Después del diagnóstico inequívoco, llegaron las largas noches de insomnio, en las cuales cotejó con paciencia, el orden de prioridades. Durante aquellos interminables desvelos pensaba quienes de los actores de su misterio sería el primero en saber la verdad. El delirio del destino la había puesto a prueba: dos días después que los médicos le confirmaran su muerte, se había reencontrado con Fernando cuando ella viajaba acompañada por Luciana. Por aquel entonces, estaba aprendiendo a ocultar ante los demás el tormento, la conmoción; tal vez haya sido por eso, que no tuvo inconvenientes en disimular la absurda coincidencia y no ser víctima de llantos ni de desconsuelos: solo cuando llegó a su casa de Punta del Este, se encerró en el baño para desahogarse en paz y sin pausa.

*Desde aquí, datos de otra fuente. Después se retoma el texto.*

//! Disposable per-URL sessions.
//!
//! A session bundles the audio element, its processing context, the frame
//! callback and the rendering surface. They are acquired together and released
//! together; dropping a [`Session`] releases everything.

/// Release hooks for the platform handles owned by one session.
pub trait SessionResources {
    fn cancel_frame(&mut self);
    fn pause_audio(&mut self);
    fn close_audio(&mut self);
    fn detach_surface(&mut self);
}

pub struct Session<R: SessionResources> {
    url: String,
    resources: Option<R>,
}

impl<R: SessionResources> Session<R> {
    pub fn new(url: impl Into<String>, resources: R) -> Self {
        Self {
            url: url.into(),
            resources: Some(resources),
        }
    }

    pub fn url(&self) -> &str {
        &self.url
    }

    pub fn resources(&self) -> Option<&R> {
        self.resources.as_ref()
    }

    pub fn is_live(&self) -> bool {
        self.resources.is_some()
    }

    /// Release all handles. Safe to call more than once.
    pub fn teardown(&mut self) {
        if let Some(mut r) = self.resources.take() {
            log::info!("[session] teardown {}", self.url);
            r.cancel_frame();
            r.pause_audio();
            r.close_audio();
            r.detach_surface();
        }
    }
}

impl<R: SessionResources> Drop for Session<R> {
    fn drop(&mut self) {
        self.teardown();
    }
}

/// Holds at most one live session.
pub struct SessionSlot<R: SessionResources> {
    current: Option<Session<R>>,
}

impl<R: SessionResources> Default for SessionSlot<R> {
    fn default() -> Self {
        Self { current: None }
    }
}

impl<R: SessionResources> SessionSlot<R> {
    pub fn new() -> Self {
        Self::default()
    }

    /// Tear down the current session, then build one for `url`.
    ///
    /// The old session is fully released before `build` runs. If `build`
    /// fails the slot stays empty.
    pub fn replace<E>(
        &mut self,
        url: &str,
        build: impl FnOnce(&str) -> Result<R, E>,
    ) -> Result<(), E> {
        self.clear();
        let resources = build(url)?;
        log::info!("[session] open {}", url);
        self.current = Some(Session::new(url, resources));
        Ok(())
    }

    pub fn clear(&mut self) {
        if let Some(mut s) = self.current.take() {
            s.teardown();
        }
    }

    pub fn current(&self) -> Option<&Session<R>> {
        self.current.as_ref()
    }

    pub fn resources(&self) -> Option<&R> {
        self.current.as_ref().and_then(|s| s.resources())
    }

    pub fn is_empty(&self) -> bool {
        self.current.is_none()
    }
}

/// A `pagehide` into the back/forward cache keeps the page alive for a later
/// restore; only a real unload tears the widget down.
pub fn unmounts_on_pagehide(persisted: bool) -> bool {
    !persisted
}
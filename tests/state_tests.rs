// Host-side tests for playback and overlay state.

use pulse_core::*;
use std::cell::{Cell, RefCell};

#[derive(Default)]
struct MockMedia {
    calls: RefCell<Vec<&'static str>>,
    paused: Cell<bool>,
}

impl MediaElement for MockMedia {
    fn resume_output(&self) {
        self.calls.borrow_mut().push("resume");
    }
    fn play(&self) {
        self.calls.borrow_mut().push("play");
        self.paused.set(false);
    }
    fn pause(&self) {
        self.calls.borrow_mut().push("pause");
        self.paused.set(true);
    }
    fn is_paused(&self) -> bool {
        self.paused.get()
    }
}

fn loaded_state() -> AppState {
    let mut state = AppState::new();
    assert!(state.set_tracks(default_tracks()).is_none());
    state
}

#[test]
fn initial_state_is_idle() {
    let state = AppState::new();
    assert!(state.current_track.is_none());
    assert!(state.audio_url.is_none());
    assert!(!state.paused && !state.loading && !state.dragging && !state.uploading);
    assert_eq!(state.alert_message(), "");
}

#[test]
fn selecting_a_track_resolves_its_source() {
    let mut state = loaded_state();
    let change = state.select_track("2").unwrap();
    assert_eq!(change.url, "/music/xiaoban.mp3");
    assert_eq!(change.replaced, None);
    assert_eq!(state.audio_url.as_deref(), Some("/music/xiaoban.mp3"));
    assert!(state.loading);
    assert!(state.is_active(&state.tracks[1].clone()));
    assert!(!state.is_active(&state.tracks[0].clone()));
}

#[test]
fn switching_tracks_reports_the_replaced_url() {
    let mut state = loaded_state();
    state.select_track("1");
    let change = state.select_track("3").unwrap();
    assert_eq!(change.replaced.as_deref(), Some(default_tracks()[0].src.as_str()));
}

#[test]
fn reselecting_the_playing_track_is_a_no_op() {
    let mut state = loaded_state();
    state.select_track("1");
    state.audio_playing();
    assert!(state.select_track("1").is_none());
    assert!(!state.loading);
}

#[test]
fn unknown_track_changes_selection_but_not_audio() {
    let mut state = loaded_state();
    assert!(state.select_track("nope").is_none());
    assert_eq!(state.current_track.as_deref(), Some("nope"));
    assert!(state.audio_url.is_none());
}

#[test]
fn selection_made_before_list_arrives_resolves_later() {
    let mut state = AppState::new();
    assert!(state.select_track("2").is_none());
    let change = state.set_tracks(default_tracks()).unwrap();
    assert_eq!(change.url, "/music/xiaoban.mp3");
}

#[test]
fn upload_clears_track_selection() {
    let mut state = loaded_state();
    state.select_track("1");
    state.set_dragging(true);
    let change = state
        .accept_upload("mine.mp3", "blob:http://localhost/abc".into())
        .unwrap();
    assert_eq!(change.url, "blob:http://localhost/abc");
    assert!(change.replaced.is_some());
    assert!(state.current_track.is_none());
    assert_eq!(state.upload_name.as_deref(), Some("mine.mp3"));
    assert!(state.uploading && !state.dragging);
    assert!(state.tracks.iter().all(|t| !state.is_active(t)));
    assert!(state.tracks.iter().all(|t| Some(&t.src) != state.audio_url.as_ref()));
}

#[test]
fn selecting_a_track_after_upload_clears_file_name() {
    let mut state = loaded_state();
    state.accept_upload("mine.mp3", "blob:x".into());
    let change = state.select_track("1").unwrap();
    assert_eq!(change.replaced.as_deref(), Some("blob:x"));
    assert!(state.upload_name.is_none());
}

#[test]
fn toggle_without_element_does_nothing() {
    let mut state = loaded_state();
    assert!(!state.toggle_pause::<MockMedia>(None));
    assert!(!state.paused);
}

#[test]
fn toggle_pauses_then_resumes_element() {
    let mut state = loaded_state();
    let media = MockMedia::default();
    assert!(state.toggle_pause(Some(&media)));
    assert!(state.paused);
    assert!(media.is_paused());
    assert!(state.toggle_pause(Some(&media)));
    assert!(!state.paused);
    assert_eq!(*media.calls.borrow(), vec!["pause", "resume", "play"]);
}

#[test]
fn uploading_flag_holds_until_element_reports() {
    let mut state = loaded_state();
    state.accept_upload("a.mp3", "blob:a".into());
    assert!(state.uploading);
    state.audio_loaded();
    assert!(!state.uploading);

    state.accept_upload("b.mp3", "blob:b".into());
    state.audio_failed();
    assert!(!state.uploading);
}

#[test]
fn picking_a_track_ends_an_upload() {
    let mut state = loaded_state();
    state.accept_upload("a.mp3", "blob:a".into());
    state.select_track("2");
    assert!(!state.uploading);
}

#[test]
fn failed_open_lets_the_same_track_retry() {
    let mut state = loaded_state();
    state.select_track("1");
    assert_eq!(
        state.source_failed().as_deref(),
        Some(default_tracks()[0].src.as_str())
    );
    state.audio_failed();
    let retry = state.select_track("1").unwrap();
    assert_eq!(retry.url, default_tracks()[0].src);
    assert_eq!(retry.replaced, None);
}

#[test]
fn failed_upload_hands_back_object_url() {
    let mut state = loaded_state();
    state.accept_upload("a.mp3", "blob:a".into());
    assert_eq!(state.source_failed().as_deref(), Some("blob:a"));
    assert!(!state.uploading);
    assert!(state.audio_url.is_none());
}

#[test]
fn unmounted_state_ignores_new_sources() {
    let mut state = loaded_state();
    state.select_track("1");
    assert!(state.is_mounted());
    assert_eq!(
        state.unmount().as_deref(),
        Some(default_tracks()[0].src.as_str())
    );
    assert!(!state.is_mounted());

    assert!(state.select_track("2").is_none());
    assert!(state.accept_upload("late.mp3", "blob:late".into()).is_none());
    assert!(state.set_tracks(default_tracks()).is_none());
    assert!(state.audio_url.is_none());
    assert!(!state.loading && !state.uploading);

    let media = MockMedia::default();
    assert!(!state.toggle_pause(Some(&media)));
    assert!(media.calls.borrow().is_empty());
}

#[test]
fn audio_error_raises_alert_and_stops_loading() {
    let mut state = loaded_state();
    state.select_track("1");
    let generation = state.audio_failed();
    assert_eq!(state.alert_message(), "Audio not found");
    assert!(!state.loading);
    state.expire_alert(generation);
    assert_eq!(state.alert_message(), "");
}

#[test]
fn stale_expiry_keeps_newer_alert() {
    let mut state = loaded_state();
    let first = state.audio_failed();
    let second = state.audio_failed();
    assert_ne!(first, second);
    state.expire_alert(first);
    assert_eq!(state.alert_message(), "Audio not found");
    state.expire_alert(second);
    assert!(state.alert.is_none());
}

#[test]
fn loaded_data_clears_alert_and_playing_clears_loading() {
    let mut state = loaded_state();
    state.select_track("1");
    state.audio_failed();
    state.audio_loaded();
    assert!(state.alert.is_none());
    state.select_track("2");
    assert!(state.loading);
    state.audio_playing();
    assert!(!state.loading);
}
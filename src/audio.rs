use pulse_core::MediaElement;
use wasm_bindgen::closure::Closure;
use wasm_bindgen::JsCast;
use wasm_bindgen_futures::JsFuture;
use web_sys as web;

/// Thin wrapper so the core playback logic can drive a real `<audio>`.
///
/// The element only reaches the speakers through `audio_ctx`, so the context
/// travels with it.
#[derive(Clone)]
pub struct MediaHandle {
    element: web::HtmlAudioElement,
    audio_ctx: web::AudioContext,
}

impl MediaElement for MediaHandle {
    // A context created outside a user gesture (e.g. from a drop) starts suspended.
    fn resume_output(&self) {
        match self.audio_ctx.resume() {
            Ok(promise) => settle_in_background(promise, "resume"),
            Err(e) => log::warn!("[audio] resume error: {:?}", e),
        }
    }

    fn play(&self) {
        match self.element.play() {
            Ok(promise) => settle_in_background(promise, "play"),
            Err(e) => log::warn!("[audio] play error: {:?}", e),
        }
    }

    fn pause(&self) {
        _ = self.element.pause();
    }

    fn is_paused(&self) -> bool {
        self.element.paused()
    }
}

/// Callbacks fired by the element while it loads.
pub struct AudioHooks {
    pub on_error: Box<dyn FnMut()>,
    pub on_loaded: Box<dyn FnMut()>,
    pub on_playing: Box<dyn FnMut()>,
}

/// One element, one context, one analyser; created and released together.
pub struct AudioPipeline {
    pub media: MediaHandle,
    audio_ctx: web::AudioContext,
    analyser: web::AnalyserNode,
    listeners: Vec<(&'static str, Closure<dyn FnMut()>)>,
}

impl AudioPipeline {
    pub fn open(url: &str, fft_size: u32, paused: bool, hooks: AudioHooks) -> anyhow::Result<Self> {
        let element =
            web::HtmlAudioElement::new_with_src(url).map_err(|e| anyhow::anyhow!("{:?}", e))?;
        element.set_loop(true);

        let audio_ctx = web::AudioContext::new().map_err(|e| anyhow::anyhow!("{:?}", e))?;
        let analyser = match route_through_analyser(&audio_ctx, &element, fft_size) {
            Ok(a) => a,
            Err(e) => {
                _ = audio_ctx.close();
                return Err(e);
            }
        };

        let AudioHooks {
            on_error,
            on_loaded,
            on_playing,
        } = hooks;
        let listeners: Vec<(&'static str, Closure<dyn FnMut()>)> = vec![
            ("error", Closure::wrap(on_error)),
            ("loadeddata", Closure::wrap(on_loaded)),
            ("playing", Closure::wrap(on_playing)),
        ];
        for (event, closure) in &listeners {
            _ = element.add_event_listener_with_callback(event, closure.as_ref().unchecked_ref());
        }

        let media = MediaHandle {
            element,
            audio_ctx: audio_ctx.clone(),
        };
        media.resume_output();
        if !paused {
            media.play();
        }
        log::info!(
            "[audio] opened fft={} bins={} paused={}",
            analyser.fft_size(),
            analyser.frequency_bin_count(),
            paused
        );

        Ok(Self {
            media,
            audio_ctx,
            analyser,
            listeners,
        })
    }

    pub fn bin_count(&self) -> usize {
        self.analyser.frequency_bin_count() as usize
    }

    /// Fill `buf` with byte magnitudes; `buf` is resized to the bin count if needed.
    pub fn read_spectrum(&self, buf: &mut Vec<u8>) {
        let bins = self.bin_count();
        if buf.len() != bins {
            buf.resize(bins, 0);
        }
        self.analyser.get_byte_frequency_data(buf);
    }

    pub fn pause(&self) {
        self.media.pause();
    }

    /// Detach listeners and close the context. The element itself is left paused.
    pub fn close(&mut self) {
        for (event, closure) in self.listeners.drain(..) {
            _ = self
                .media
                .element
                .remove_event_listener_with_callback(event, closure.as_ref().unchecked_ref());
        }
        match self.audio_ctx.close() {
            Ok(promise) => settle_in_background(promise, "close"),
            Err(e) => log::warn!("[audio] close error: {:?}", e),
        }
    }
}

// Autoplay refusals and late close failures only get logged.
fn settle_in_background(promise: js_sys::Promise, what: &'static str) {
    wasm_bindgen_futures::spawn_local(async move {
        if let Err(e) = JsFuture::from(promise).await {
            log::warn!("[audio] {} rejected: {:?}", what, e);
        }
    });
}

// element -> analyser -> destination
fn route_through_analyser(
    audio_ctx: &web::AudioContext,
    element: &web::HtmlAudioElement,
    fft_size: u32,
) -> anyhow::Result<web::AnalyserNode> {
    let analyser = web::AnalyserNode::new(audio_ctx).map_err(|e| {
        log::error!("AnalyserNode error: {:?}", e);
        anyhow::anyhow!("{:?}", e)
    })?;
    analyser.set_fft_size(fft_size);
    let source = audio_ctx
        .create_media_element_source(element)
        .map_err(|e| anyhow::anyhow!("MediaElementSource error: {:?}", e))?;
    source
        .connect_with_audio_node(&analyser)
        .map_err(|e| anyhow::anyhow!("{:?}", e))?;
    analyser
        .connect_with_audio_node(&audio_ctx.destination())
        .map_err(|e| anyhow::anyhow!("{:?}", e))?;
    Ok(analyser)
}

Ahora se felicitaba por haber tenido la suficiente fortaleza anímica para afrontar aquella encrucijada descabellada. Todo tiene su momento. Un raro sentido de honestidad que, dada su condición de enferma terminal no tendría por qué experimentar, hizo que decidiera que el primero en saberlo tenía que ser Fernando: siempre había jugado limpio, nunca le prometió nada, había dejado en claro que no quería compromisos, que no estaba en sus planes tener hijos. Fueron amantes fugaces y despreocupados; sólo pasaban la noche juntos cuando se encontraban por casualidad en algún lugar de Punta del Este. Por eso no lo buscó para decirle que estaba embarazada y que él, Fernando, era el padre de su primera hija, a la que luego bautizaría con el nombre de Luciana. Dos meses más tarde conoció a su futuro ex esposo quien aceptó hacerse cargo sin demasiadas preguntas de la criatura que ella estaba engendrando. Y nunca, en todos los años de convivencia había hecho distinción entre sus hijos de sangre y los ajenos.

Cuando salió de su casa para ir a encontrarse con Fernando, Sara era consciente que no iba a pasar un buen momento. Pero así eran las cosas. La certeza de la muerte le garantizaba cierta impunidad. Tenía en claro que sería peor aún el día que le dijera la verdad a Luciana: pero confiaba que, tarde o temprano, su hija sabría perdonarla.